▸ Task to carry out: Copy exactly the lines of the records below, and only those lines, beginning with the line that contains "A payment output" and ending with the line that contains "let coinbase = &block.transactions[0];".

Saved data entries
---+---
//! Shared helpers for consensus tests: throwaway chain state, key material,
//! and a tiny CPU miner for the easy testnet target.

use std::sync::Arc;

use chrono::{DateTime, Utc};
use secp256k1::{Message, PublicKey, Secp256k1, SecretKey};
use tempdir::TempDir;

use volt_chain::amount::Amount;
use volt_chain::block::{self, merkle, Block, Header, Height};
use volt_chain::parameters::Network;
use volt_chain::transaction::Transaction;
use volt_chain::transfer::{
    pub_key_hash, CoinbaseData, Input, LockScript, OutPoint, Output, UnlockScript,
};
use volt_chain::work::difficulty::CompactDifficulty;
use volt_consensus::ChainEngine;
use volt_state::{Config, PersistenceService, Utxo};

pub struct Wallet {
    pub secret: SecretKey,
    pub public: PublicKey,
    pub pub_key_hash: [u8; 20],
}

/// A deterministic wallet from a one-byte seed.
pub fn wallet(seed: u8) -> Wallet {
    let secp = Secp256k1::new();
    let secret = SecretKey::from_slice(&[seed; 32]).expect("32 nonzero bytes form a valid key");
    let public = PublicKey::from_secret_key(&secp, &secret);
    let pub_key_hash = pub_key_hash(&public.serialize());
    Wallet {
        secret,
        public,
        pub_key_hash,
    }
}

/// A fresh testnet chain engine over a throwaway data directory.
pub fn engine() -> (TempDir, ChainEngine) {
    let dir = TempDir::new("volt-consensus").expect("temp dir");
    let config = Config {
        data_dir: dir.path().to_path_buf(),
    };
    let store = PersistenceService::open(&config, Network::Testnet).expect("store opens");
    let engine = ChainEngine::new(Network::Testnet, store).expect("engine initialises");
    (dir, engine)
}

/// Assemble and solve a block: coinbase paying `reward` to `pay_to`,
/// followed by `txs`, mined against `bits`.
pub fn mine_block(
    parent_hash: block::Hash,
    bits: CompactDifficulty,
    height: Height,
    reward: Amount,
    pay_to: [u8; 20],
    txs: Vec<Arc<Transaction>>,
    time: DateTime<Utc>,
    tag: &[u8],
) -> Arc<Block> {
    let coinbase = Transaction::new(
        1,
        vec![Input::Coinbase {
            height,
            data: CoinbaseData::new(tag.to_vec()),
        }],
        vec![Output {
            value: reward,
            lock: LockScript::SingleSignature {
                pub_key_hash: pay_to,
            },
        }],
    );

    let mut transactions = vec![Arc::new(coinbase)];
    transactions.extend(txs);

    let merkle_root: merkle::Root = transactions.iter().map(|tx| tx.hash()).collect();
    let mut header = Header::new(1, parent_hash, merkle_root, time, bits, 0);
    let target = bits.to_expanded().expect("test difficulty is valid");
    while header.hash() > target {
        header.nonce += 1;
    }

    Arc::new(Block {
        header,
        transactions,
    })
}

/// Mine an empty (coinbase-only) child of the current head.
pub fn mine_child(engine: &ChainEngine, pay_to: [u8; 20], tag: &[u8]) -> Arc<Block> {
    let head = engine.chain_head();
    let height = Height(head.height.0 + 1);
    mine_block(
        head.hash(),
        head.header.difficulty_threshold,
        height,
        volt_consensus::subsidy::block_subsidy(height, engine.network()),
        pay_to,
        Vec::new(),
        Utc::now(),
        tag,
    )
}

/// Build a signed single-signature transaction spending `inputs` (all locked
/// to `from`) into `outputs`.
pub fn signed_spend(from: &Wallet, inputs: &[&Utxo], outputs: Vec<Output>) -> Arc<Transaction> {
    let unsigned = Transaction::new(
        1,
        inputs
            .iter()
            .map(|utxo| Input::PrevOut {
                outpoint: utxo.outpoint,
                unlock: UnlockScript::default(),
            })
            .collect(),
        outputs.clone(),
    );
    let sighash = unsigned.sighash();

    let secp = Secp256k1::new();
    let message = Message::from_slice(&sighash).expect("sighash is 32 bytes");
    let signature = secp.sign_ecdsa(&message, &from.secret);
    let unlock = UnlockScript::single_signature(
        &from.public.serialize(),
        signature.serialize_der().as_ref(),
    );

    Arc::new(Transaction::new(
        1,
        inputs
            .iter()
            .map(|utxo| Input::PrevOut {
                outpoint: utxo.outpoint,
                unlock: unlock.clone(),
            })
            .collect(),
        outputs,
    ))
}

/// A payment output locked to `pay_to`.
pub fn pay(value: u64, pay_to: [u8; 20]) -> Output {
    Output {
        value: Amount::from_units(value),
        lock: LockScript::SingleSignature {
            pub_key_hash: pay_to,
        },
    }
}

/// The coinbase UTXO of `block`, as the chain engine would record it.
pub fn coinbase_utxo(block: &Block, height: Height) -> Utxo {
    let coinbase = &block.transactions[0];
    Utxo {
        outpoint: OutPoint {
            hash: coinbase.hash(),
            index: 0,
        },
        version: coinbase.version,
        height,
        from_coinbase: true,
        output: coinbase.outputs[0].clone(),
    }
}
---+---
▸ Exercise result:
/// A payment output locked to `pay_to`.
pub fn pay(value: u64, pay_to: [u8; 20]) -> Output {
    Output {
        value: Amount::from_units(value),
        lock: LockScript::SingleSignature {
            pub_key_hash: pay_to,
        },
    }
}

/// The coinbase UTXO of `block`, as the chain engine would record it.
pub fn coinbase_utxo(block: &Block, height: Height) -> Utxo {
    let coinbase = &block.transactions[0];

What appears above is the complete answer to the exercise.